→ **DATA**
= = =

use serde::Serialize;

use super::domain::fields;
use super::schema::StepSchema;

/// Pages of the registration flow, in order.
#[derive(Debug, Clone, Copy, PartialEq, Eq, Serialize)]
#[serde(rename_all = "snake_case")]
pub enum RegistrationStep {
    PersonalInformation,
    EducationDetails,
    WorkExperience,
    TeachingPreferences,
}

impl RegistrationStep {
    pub fn title(&self) -> &'static str {
        match self {
            RegistrationStep::PersonalInformation => "Personal Information",
            RegistrationStep::EducationDetails => "Education Details",
            RegistrationStep::WorkExperience => "Work Experience",
            RegistrationStep::TeachingPreferences => "Teaching Preferences",
        }
    }
}

/// Input widget a field is rendered with.
#[derive(Debug, Clone, Copy, PartialEq, Eq, Serialize)]
#[serde(rename_all = "snake_case")]
pub enum FieldKind {
    Text,
    Email,
    Tel,
    Url,
    Number,
    Checkbox,
    File,
    Select,
    MultiSelect,
}

/// Where a select field draws its options from.
#[derive(Debug, Clone, Copy, PartialEq, Eq, Serialize)]
#[serde(rename_all = "snake_case")]
pub enum OptionSource {
    Universities,
    Faculties,
    Programs,
    Intakes,
    Rounds,
    FreelanceGain,
    Tracks,
    Branches,
}

/// Layout entry for one field of a step.
#[derive(Debug, Clone, Copy, PartialEq, Eq, Serialize)]
pub struct FieldLayout {
    pub name: &'static str,
    pub label: &'static str,
    pub kind: FieldKind,
    #[serde(skip_serializing_if = "Option::is_none")]
    pub options: Option<OptionSource>,
    /// Select accepts values outside its option list.
    pub creatable: bool,
    /// Checkbox that must be ticked before the field is editable.
    #[serde(skip_serializing_if = "Option::is_none")]
    pub enabled_by: Option<&'static str>,
}

const fn input(name: &'static str, label: &'static str, kind: FieldKind) -> FieldLayout {
    FieldLayout {
        name,
        label,
        kind,
        options: None,
        creatable: false,
        enabled_by: None,
    }
}

const fn select(name: &'static str, label: &'static str, source: OptionSource) -> FieldLayout {
    FieldLayout {
        name,
        label,
        kind: FieldKind::Select,
        options: Some(source),
        creatable: false,
        enabled_by: None,
    }
}

const fn creatable(mut layout: FieldLayout) -> FieldLayout {
    layout.creatable = true;
    layout
}

const fn enabled_by(mut layout: FieldLayout, toggle: &'static str) -> FieldLayout {
    layout.enabled_by = Some(toggle);
    layout
}

const fn multi(mut layout: FieldLayout) -> FieldLayout {
    layout.kind = FieldKind::MultiSelect;
    layout
}

const PERSONAL_FIELDS: &[FieldLayout] = &[
    input(fields::FULL_NAME, "Full Name", FieldKind::Text),
    input(fields::PERSONAL_PHOTO, "Personal Photo", FieldKind::File),
    input(fields::MOBILE, "Mobile", FieldKind::Tel),
    input(fields::EMAIL, "Email", FieldKind::Email),
    input(fields::CITY_OF_BIRTH, "City of Birth", FieldKind::Text),
];

const EDUCATION_FIELDS: &[FieldLayout] = &[
    creatable(select(
        fields::UNIVERSITY,
        "University",
        OptionSource::Universities,
    )),
    creatable(select(fields::FACULTY, "Faculty", OptionSource::Faculties)),
    select(
        fields::BRANCH,
        "ITI branch you graduated from",
        OptionSource::Branches,
    ),
    select(fields::TRACK_NAME, "Track", OptionSource::Tracks),
    select(fields::PROGRAM, "Program", OptionSource::Programs),
    select(fields::INTAKE, "Intake", OptionSource::Intakes),
    select(fields::ROUND, "Round", OptionSource::Rounds),
    input(
        fields::ITI_GRADUATION_YEAR,
        "Graduation Year From ITI",
        FieldKind::Number,
    ),
];

const WORK_FIELDS: &[FieldLayout] = &[
    enabled_by(
        input(fields::JOB_TITLE, "Job Title", FieldKind::Text),
        fields::IS_WORK,
    ),
    enabled_by(
        input(fields::COMPANY_NAME, "Company Name", FieldKind::Text),
        fields::IS_WORK,
    ),
    enabled_by(
        input(
            fields::YEARS_OF_EXPERIENCE,
            "Years of Experience",
            FieldKind::Number,
        ),
        fields::IS_WORK,
    ),
    enabled_by(
        select(
            fields::FREELANCING_GAIN,
            "Money gained from freelancing",
            OptionSource::FreelanceGain,
        ),
        fields::IS_FREELANCER,
    ),
    input(fields::IS_FREELANCER, "Is Freelancer", FieldKind::Checkbox),
    input(fields::IS_WORK, "Have Work", FieldKind::Checkbox),
];

const TEACHING_FIELDS: &[FieldLayout] = &[
    input(
        fields::INTERESTED_IN_TEACHING,
        "Interested in teaching at ITI",
        FieldKind::Text,
    ),
    multi(select(
        fields::PREFERRED_TEACHING_BRANCHES,
        "Preferred branches to teach in",
        OptionSource::Branches,
    )),
    multi(select(
        fields::PREFERRED_COURSES_TO_TEACH,
        "Preferred courses to teach",
        OptionSource::Tracks,
    )),
    input(fields::LINKEDIN, "LinkedIn Profile", FieldKind::Url),
];

/// One page of the flow: what it shows and how it is validated.
#[derive(Debug, Clone, PartialEq, Eq)]
pub struct StepDefinition {
    pub step: RegistrationStep,
    pub layout: &'static [FieldLayout],
    pub schema: StepSchema,
}

impl StepDefinition {
    pub fn title(&self) -> &'static str {
        self.step.title()
    }

    pub fn binds(&self, field: &str) -> bool {
        self.layout.iter().any(|entry| entry.name == field)
    }
}

/// Ordered steps of the registration flow; the position is the step index.
#[derive(Debug, Clone, PartialEq, Eq)]
pub struct FormDefinition {
    steps: Vec<StepDefinition>,
}

impl Default for FormDefinition {
    fn default() -> Self {
        Self::with_education_schema(StepSchema::education_details())
    }
}

impl FormDefinition {
    pub fn new(steps: Vec<StepDefinition>) -> Self {
        Self { steps }
    }

    /// Standard four-step flow with a caller supplied education schema.
    pub fn with_education_schema(education: StepSchema) -> Self {
        Self::new(vec![
            StepDefinition {
                step: RegistrationStep::PersonalInformation,
                layout: PERSONAL_FIELDS,
                schema: StepSchema::PersonalInformation,
            },
            StepDefinition {
                step: RegistrationStep::EducationDetails,
                layout: EDUCATION_FIELDS,
                schema: education,
            },
            StepDefinition {
                step: RegistrationStep::WorkExperience,
                layout: WORK_FIELDS,
                schema: StepSchema::WorkExperience,
            },
            StepDefinition {
                step: RegistrationStep::TeachingPreferences,
                layout: TEACHING_FIELDS,
                schema: StepSchema::TeachingPreferences,
            },
        ])
    }

    pub fn get(&self, index: usize) -> Option<&StepDefinition> {
        self.steps.get(index)
    }

    pub fn len(&self) -> usize {
        self.steps.len()
    }

    pub fn is_empty(&self) -> bool {
        self.steps.is_empty()
    }

    pub fn last_index(&self) -> usize {
        self.steps.len().saturating_sub(1)
    }

    pub fn iter(&self) -> impl Iterator<Item = &StepDefinition> {
        self.steps.iter()
    }
}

= = =

→ **WHAT THE TASK ASKS**
Quote exactly the opening line of the material above and every line after it, up to and including the line that contains "its options from.".

→ **RESULT FOR THIS TASK**
use serde::Serialize;

use super::domain::fields;
use super::schema::StepSchema;

/// Pages of the registration flow, in order.
#[derive(Debug, Clone, Copy, PartialEq, Eq, Serialize)]
#[serde(rename_all = "snake_case")]
pub enum RegistrationStep {
    PersonalInformation,
    EducationDetails,
    WorkExperience,
    TeachingPreferences,
}

impl RegistrationStep {
    pub fn title(&self) -> &'static str {
        match self {
            RegistrationStep::PersonalInformation => "Personal Information",
            RegistrationStep::EducationDetails => "Education Details",
            RegistrationStep::WorkExperience => "Work Experience",
            RegistrationStep::TeachingPreferences => "Teaching Preferences",
        }
    }
}

/// Input widget a field is rendered with.
#[derive(Debug, Clone, Copy, PartialEq, Eq, Serialize)]
#[serde(rename_all = "snake_case")]
pub enum FieldKind {
    Text,
    Email,
    Tel,
    Url,
    Number,
    Checkbox,
    File,
    Select,
    MultiSelect,
}

/// Where a select field draws its options from.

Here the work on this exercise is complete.